- _Exercise requirements_: Retype, word for word, only the lines from the one with "types for convenience" through the last line of the data below.

- _Source data_:
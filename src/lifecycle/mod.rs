//! Starting, wiring and stopping the system.

pub mod inventory_system;
pub mod tracing;

pub use inventory_system::*;
pub use self::tracing::setup_tracing;
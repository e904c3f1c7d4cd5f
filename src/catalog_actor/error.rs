//! Error types for the catalog actor.

use thiserror::Error;

use crate::codec::CodecError;
use crate::model::{ArticleId, PriceError, TableSizeError};

/// Errors that can occur during catalog operations.
///
/// The `Display` text is what the user sees in the UI's error report.
#[derive(Debug, Clone, Error, PartialEq)]
pub enum CatalogError {
    #[error("Product name can't be empty")]
    EmptyName,

    #[error(transparent)]
    Price(#[from] PriceError),

    #[error("Product description can't be empty")]
    EmptyDescription,

    /// Name or description would break the line format.
    #[error("{field} can't contain ';'")]
    Delimiter { field: &'static str },

    #[error("Invalid category")]
    InvalidCategory,

    #[error("Invalid ID format")]
    InvalidIdFormat,

    #[error("Product ID is too low")]
    IdTooLow,

    /// No product carries this id.
    #[error("Invalid product ID")]
    NotFound(ArticleId),

    #[error("Article {0} is not a food product")]
    NotFoodProduct(ArticleId),

    /// Quantity not a positive whole number, or stock would overflow.
    #[error("Invalid quantity")]
    InvalidQuantity,

    #[error("Not enough stock")]
    NotEnoughStock { requested: u32, available: u32 },

    #[error("Invalid input format: {0}")]
    NumberFormat(String),

    #[error(transparent)]
    TableSize(#[from] TableSizeError),

    #[error(transparent)]
    Codec(#[from] CodecError),

    /// An error occurred while communicating with the actor system.
    #[error("Actor communication error: {0}")]
    ActorCommunication(String),
}
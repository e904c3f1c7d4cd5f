//! # Actor Framework
//!
//! Building blocks for resource-oriented actors on Tokio: one task owns a collection of
//! entities, and everything else talks to it through a cloneable, typed client.
//!
//! ## Why ROA + Actor Model?
//!
//! - **Resource-Oriented Architecture**: a uniform set of operations (create, get, list, delete,
//!   custom actions) over a well-defined resource, with a predictable lifecycle.
//! - **Actor Model**: the collection is owned by a single task and mutated only by messages,
//!   processed one at a time. No locks, no shared mutable state.
//!
//! **Further Reading**:
//! - [Actors in Rust](https://ryhl.io/blog/actors-with-tokio/) - Practical guide to implementing actors with Tokio
//!
//! ## Architecture Overview
//!
//! 1. **Entity Layer** ([`ActorEntity`]) - business rules, id policy, load and persist hooks
//! 2. **Runtime Layer** ([`ResourceActor`]) - message loop and the ordered in-memory store
//! 3. **Interface Layer** ([`ResourceClient`], [`ActorClient`]) - typed async requests
//!
//! ## Lifecycle
//!
//! ```rust,ignore
//! let (actor, client) = ResourceActor::<Product>::new(32);
//!
//! // `run` loads the collection through `ActorEntity::load`, then serves requests
//! let handle = tokio::spawn(actor.run(context));
//!
//! let id = client.create(draft).await?;
//! let snapshot = client.list().await?;
//!
//! // Dropping every client closes the channel and ends the loop
//! drop(client);
//! handle.await?;
//! ```
//!
//! ## Persistence
//!
//! The actor never does I/O itself. After each request that changed the collection it calls
//! [`ActorEntity::on_commit`] with the whole collection and a [`Change`] describing what
//! happened; the entity decides what to write.
//!
//! ## Testing
//!
//! The [`mock`] module provides `MockClient`, which answers client requests from queued
//! expectations, and raw-receiver helpers for asserting on the exact requests a client sends.

pub mod actor;
pub mod client;
pub mod client_trait;
pub mod entity;
pub mod error;
pub mod message;
pub mod mock;

// Re-export core types for convenience
pub use actor::ResourceActor;
pub use client::ResourceClient;
pub use client_trait::ActorClient;
pub use entity::{ActorEntity, Change};
pub use error::FrameworkError;
pub use message::{ResourceRequest, Response};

- _Exercise response_:
// Re-export core types for convenience
pub use actor::ResourceActor;
pub use client::ResourceClient;
pub use client_trait::ActorClient;
pub use entity::{ActorEntity, Change};
pub use error::FrameworkError;
pub use message::{ResourceRequest, Response};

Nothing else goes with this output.